An Iraqi military base in the country's western Anbar province is coming under frequent mortar fire from Islamic State jihadists, but the attacks have caused no injuries to U.S. troops deployed there, the Pentagon said Monday.
The mortar attacks -- which began in recent weeks -- underline the risks of an expanding role for the U.S. military in Iraq, as hundreds of American troops deploy to train and advise the Iraqi army in its fight with the IS group.
About 320 troops -- mostly U.S. Marines -- started working with Iraqi army units in recent days at the sprawling al-Asad base, which officials insisted was facing no imminent threat from the IS militants.
"It's fair to say al-Asad is coming under... regular harassment fires," spokesman Colonel Steven Warren told rseeporters.
The mortar and other indirect fire has been "wholly ineffective" so far, Warren said. "No U.S. personnel, no US equipment have been impacted in any way."
It was the first time the Pentagon reported the mortar fire, which began "over the past few weeks," a U.S. defense official told AFP.
U.S. warplanes have carried out a steady stream of air raids near the Asad base against the IS militants, who have gained a firm foothold in the west. Anbar province is home to a mostly Sunni population that has become alienated from the Shiite-led government in Baghdad.
American commanders have described the military training as focused on "bare minimum basics" for the Iraqi soldiers. The instruction covers several topics, including coordinating air strikes from Iraqi or coalition planes, Warren said.
President Barack Obama plans to send up to 3,100 US troops to Iraq to help build up the Baghdad government's army in its fight with the IS group. But Obama has ruled out a direct combat mission for the American forces.
About 2,140 U.S. troops are currently on the ground in Iraq, including the team at the Asad base -- one of five sites chosen for training efforts.

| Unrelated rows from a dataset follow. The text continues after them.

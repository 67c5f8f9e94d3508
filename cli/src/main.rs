//! `seestar` - drive a Seestar telescope from the command line

use anyhow::{anyhow, bail, Context};
use clap::{Parser, Subcommand};
use seestar_device::{DeviceConfig, SeestarConfig, SeestarSession};
use seestar_scheduler::{DeviceScheduler, SchedulerEvent, StartRequest};
use serde_json::Value;
use std::path::PathBuf;
use std::sync::Arc;
use std::time::Duration;
use tokio::sync::broadcast::error::RecvError;
use tracing::{info, warn};
use tracing_subscriber::{layer::SubscriberExt, util::SubscriberInitExt};

#[derive(Parser, Debug)]
#[command(name = "seestar", version, about = "Seestar remote control")]
struct Args {
    /// TOML configuration file
    #[arg(short, long, env = "SEESTAR_CONFIG")]
    config: Option<PathBuf>,

    /// Device name from the configuration; defaults to the first entry
    #[arg(short, long)]
    device: Option<String>,

    #[command(subcommand)]
    command: Command,
}

#[derive(Subcommand, Debug)]
enum Command {
    /// Run a schedule file to the end
    Run {
        schedule: PathBuf,
        /// Keep the schedule and item ids from the file
        #[arg(long)]
        retain_ids: bool,
    },
    /// Print the device's event state
    Status {
        /// Only this event entry
        #[arg(long)]
        event: Option<String>,
        /// Seconds to collect events before printing
        #[arg(long, default_value_t = 3)]
        wait: u64,
    },
    /// Send one raw command and print the response
    Send {
        method: String,
        /// JSON params
        params: Option<String>,
    },
}

fn load_config(path: Option<&PathBuf>) -> anyhow::Result<SeestarConfig> {
    match path {
        Some(path) => SeestarConfig::load(path)
            .with_context(|| format!("loading config {}", path.display())),
        None => Ok(SeestarConfig::default()),
    }
}

fn pick_device(config: &SeestarConfig, name: Option<&str>) -> anyhow::Result<DeviceConfig> {
    match name {
        Some(name) => config
            .devices
            .iter()
            .find(|d| d.name == name)
            .cloned()
            .ok_or_else(|| anyhow!("no device named '{}' in the configuration", name)),
        None => Ok(config.devices.first().cloned().unwrap_or_default()),
    }
}

async fn connect(args: &Args) -> anyhow::Result<Arc<SeestarSession>> {
    let config = load_config(args.config.as_ref())?;
    let device = pick_device(&config, args.device.as_deref())?;
    info!(
        "Connecting to {} at {}:{}",
        device.name, device.ip_address, device.port
    );
    let session = SeestarSession::new(device, &config);
    if !session.start_watch_thread().await {
        bail!("could not connect to {}", session.name());
    }
    Ok(session)
}

async fn run_schedule(
    session: Arc<SeestarSession>,
    schedule: PathBuf,
    retain_ids: bool,
) -> anyhow::Result<()> {
    let scheduler = DeviceScheduler::new(session);
    let imported = scheduler
        .import_schedule(&schedule, retain_ids)
        .with_context(|| format!("importing {}", schedule.display()))?;
    if !imported.is_ok() {
        bail!("import refused: {}", imported.result);
    }

    let mut events = scheduler.subscribe();
    let started = scheduler.start_scheduler(StartRequest {
        schedule_id: None,
        start_item: Some(1),
    });
    if !started.is_ok() {
        bail!("start refused: {}", started.result);
    }

    loop {
        tokio::select! {
            event = events.recv() => match event {
                Ok(SchedulerEvent::ItemStarted { number, action, .. }) => {
                    info!("Item {}: {}", number, action);
                }
                Ok(SchedulerEvent::ItemFinished { outcome, .. }) => {
                    info!("Item finished: {:?}", outcome);
                }
                Ok(SchedulerEvent::RunFinished(state)) => {
                    info!("Schedule {}", state);
                    break;
                }
                Ok(SchedulerEvent::StateChanged(_)) => {}
                Err(RecvError::Lagged(n)) => warn!("Missed {} scheduler events", n),
                Err(RecvError::Closed) => break,
            },
            _ = tokio::signal::ctrl_c() => {
                warn!("Interrupted, stopping the schedule");
                let result = scheduler.stop_scheduler(None).await;
                info!("{}", result.result);
                break;
            }
        }
    }
    scheduler.session().end_watch_thread().await;
    Ok(())
}

#[tokio::main]
async fn main() -> anyhow::Result<()> {
    let args = Args::parse();

    tracing_subscriber::registry()
        .with(
            tracing_subscriber::EnvFilter::try_from_default_env()
                .unwrap_or_else(|_| "info".into()),
        )
        .with(tracing_subscriber::fmt::layer())
        .init();

    let session = connect(&args).await?;
    match args.command {
        Command::Run {
            schedule,
            retain_ids,
        } => run_schedule(session, schedule, retain_ids).await?,
        Command::Status { event, wait } => {
            tokio::time::sleep(Duration::from_secs(wait)).await;
            let params = event.map(|name| serde_json::json!({ "event_name": name }));
            let state = session.get_event_state(params.as_ref());
            println!("{}", serde_json::to_string_pretty(&state.result)?);
            session.end_watch_thread().await;
        }
        Command::Send { method, params } => {
            let params: Option<Value> = params
                .map(|text| serde_json::from_str(&text))
                .transpose()
                .context("params must be JSON")?;
            let response = session.send_command_sync(&method, params).await;
            println!("{}", serde_json::to_string_pretty(&response)?);
            session.end_watch_thread().await;
        }
    }
    Ok(())
}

About 170 troops from the U.S. Army's 1st Infantry Division have deployed to Taji, a vast base north of Baghdad. The training effort at Taji, which involves a six-week program for four Iraqi army battalions, began on December 27, according to Warren.
In the coming weeks, two other training sites will be launched by the US-led coalition, one in Arbil in the north and another in Besmaya, south of Baghdad.
The American troop contingent in Iraq also includes 800 forces guarding American diplomats and facilities.